Closed SLrepo closed 1 year ago
Hi @SLrepo. This exception means the hashtable was forced to resize before getting filled to an acceptable capacity (https://github.com/efficient/libcuckoo/blob/735a74b01610fb8d3614019429af370856e4a88c/libcuckoo/cuckoohash_config.hh#L22). It is there to prevent the possibility of the table resizing in an infinite loop when it cannot successfully rehash the contents of the smaller old table into the larger new one.
Generally if the table needs to resize before reaching a load factor of 0.05, it suggests the hash function is degenerate in some way (e.g. it is only taking the upper bits of your keys, and those bits are always 0 for your keys). If you have a reproduceable code snippet that would be helpful to post.
Otherwise I would try looking at the actual values being produced by your table's hash function and seeing if they look well-distributed or not.
Thanks for the explanation. I was using boost::hash on a vector of int. I can try other ways to hash the vector.

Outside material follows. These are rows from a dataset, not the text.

//! Dependencies handed to every pipeline step.

use crate::db::SignalStore;
use crate::metrics::Metrics;
use crate::services::market_data::MarketDataProvider;
use crate::services::notifications::Notifier;
use std::sync::Arc;

pub struct JobContext {
    pub data_provider: Arc<dyn MarketDataProvider>,
    pub store: Arc<dyn SignalStore>,
    pub notifiers: Vec<Arc<dyn Notifier>>,
    pub metrics: Option<Arc<Metrics>>,
    pub lookback_days: u32,
    /// Uppercase quote currency shown in reports.
    pub currency: String,
}

impl JobContext {
    pub fn new(
        data_provider: Arc<dyn MarketDataProvider>,
        store: Arc<dyn SignalStore>,
        notifiers: Vec<Arc<dyn Notifier>>,
    ) -> Self {
        Self {
            data_provider,
            store,
            notifiers,
            metrics: None,
            lookback_days: crate::config::DEFAULT_LOOKBACK_DAYS,
            currency: "CLP".to_string(),
        }
    }

    pub fn with_metrics(mut self, metrics: Arc<Metrics>) -> Self {
        self.metrics = Some(metrics);
        self
    }

    pub fn with_lookback_days(mut self, days: u32) -> Self {
        self.lookback_days = days;
        self
    }

    pub fn with_currency(mut self, currency: impl Into<String>) -> Self {
        self.currency = currency.into().to_uppercase();
        self
    }
}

I am running a multithread program. The map is shared among all threads. Within each thread, I have some like this:
auto updatefn = [&, this](std::vector<int> &value) { value.push_back(1); };
for (iterate a list of keys from another source) { simplex_vertices_map_.upsert(key, updatefn, std::vector<int>(1, 0)); }
And it always terminates with an exception error message:
terminate called after throwing an instance of 'libcuckoo::load_factor_too_low' what(): Automatic expansion triggered when load factor was below minimum threshold Aborted (core dumped)
Has anyone experienced it before? Any ideas why?